A partir de agosto, os trabalhos de seqüenciamento devem se acelerar. “Nesse mês, cada centro deve gerar 2 mil seqüências. Ao final do primeiro ano de trabalho, nossa meta é que cada centro tenha gerado 50 mil seqüências ao longo desse período”, diz Emmanuel Dias Neto. Durante o segundo ano do projeto, estima-se que cada centro atingirá sua “velocidade de cruzeiro” e deverá estabilizar sua capacidade de produção, gerando mensalmente 6. 000 seqüências. “Nós vamos terminar o projeto dentro do prazo”, garante Andrew Simpson.

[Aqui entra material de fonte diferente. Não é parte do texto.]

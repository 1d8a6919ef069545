//! Yes/no bid eligibility decision for a company against a document.

use rfp_core::config::EligibilityMode;
use rfp_core::document::CompanyProfile;
use tracing::{debug, info, warn};

use crate::client::{GenerationParams, ModelClient};

pub struct EligibilityChecker {
    client: ModelClient,
    mode: EligibilityMode,
}

impl EligibilityChecker {
    pub fn new(client: ModelClient, mode: EligibilityMode) -> Self {
        Self { client, mode }
    }

    pub fn mode(&self) -> EligibilityMode {
        self.mode
    }

    pub fn params(&self) -> GenerationParams {
        match self.mode {
            EligibilityMode::Prefix => GenerationParams::new(0.3, 1024),
            EligibilityMode::Contains => GenerationParams::new(0.1, 1024),
        }
    }

    pub fn prompt(&self, rfp_text: &str, profile: &CompanyProfile) -> String {
        let company = profile.to_pretty_json();
        match self.mode {
            EligibilityMode::Prefix => format!(
                "TASK: Determine if the company is eligible to bid on this RFP.\n\n\
                 RFP Text:\n{rfp_text}\n\n\
                 Company Profile:\n{company}\n\n\
                 INSTRUCTIONS:\n\
                 1. Start with YES or NO\n\
                 2. List matching requirements\n\
                 3. List any gaps or concerns"
            ),
            EligibilityMode::Contains => format!(
                "Based on the RFP requirements and company data below, determine if the company is eligible to bid.\n\n\
                 RFP Text:\n{rfp_text}\n\n\
                 Company Data:\n{company}\n\n\
                 Please respond with a clear YES or NO and explain the reasoning."
            ),
        }
    }

    /// Read the decision out of a model response.
    pub fn decide(mode: EligibilityMode, response: &str) -> bool {
        let normalized = response.trim().to_uppercase();
        match mode {
            EligibilityMode::Prefix => normalized.starts_with("YES"),
            EligibilityMode::Contains => normalized.contains("YES"),
        }
    }

    /// Ask the model whether the company may bid. Any model-layer failure
    /// counts as "not eligible".
    pub async fn check(&self, rfp_text: &str, profile: &CompanyProfile) -> bool {
        let prompt = self.prompt(rfp_text, profile);
        match self.client.generate(&prompt, self.params()).await {
            Ok(response) => {
                debug!("eligibility analysis:\n{response}");
                let eligible = Self::decide(self.mode, &response);
                info!(mode = %self.mode, eligible, "eligibility decided");
                eligible
            }
            Err(e) => {
                warn!(kind = ?e.failure_kind(), error = %e, "eligibility check failed");
                false
            }
        }
    }
}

Como todo o conhecimento que vai ser produzido durante os dois anos de duração do projeto, os resultados iniciais do Genoma Câncer já estão sendo repassados para bancos de dados públicos. É fundamental o compartilhamento de todos os dados gerados pelas pesquisas com grupos internacionais, pois há empresas privadas que também estão se dedicando a mapear o Genoma Humano. O problema é que essas companhias querem simplesmente patentear o maior o número de genes possível para, mais tarde, lucrar com a possível exploração comercial desse conhecimento.

Para que o livre exercício da pesquisa genética possa se dar no futuro, é fundamental que projetos como o Genoma Câncer, que tem o compromisso de abrir todos os seus resultados à comunidade científica internacional, sejam estimulados e gerem resultados. Os cientistas esperam que o avanço do mapeamento do código genético humano forneça novos dados que possibilitem o progresso nas pesquisas destinadas a decifrar a origem das doenças e desenvolver formas de prevenção e cura das moléstias. No caso do Genoma Câncer, como o próprio nome sugere, o objetivo é gerar informação genética relevante sobre os tipos de tumores que mais acometem a população brasileira – um trabalho com um fim bastante específico, que dificilmente poderia ser feito no exterior.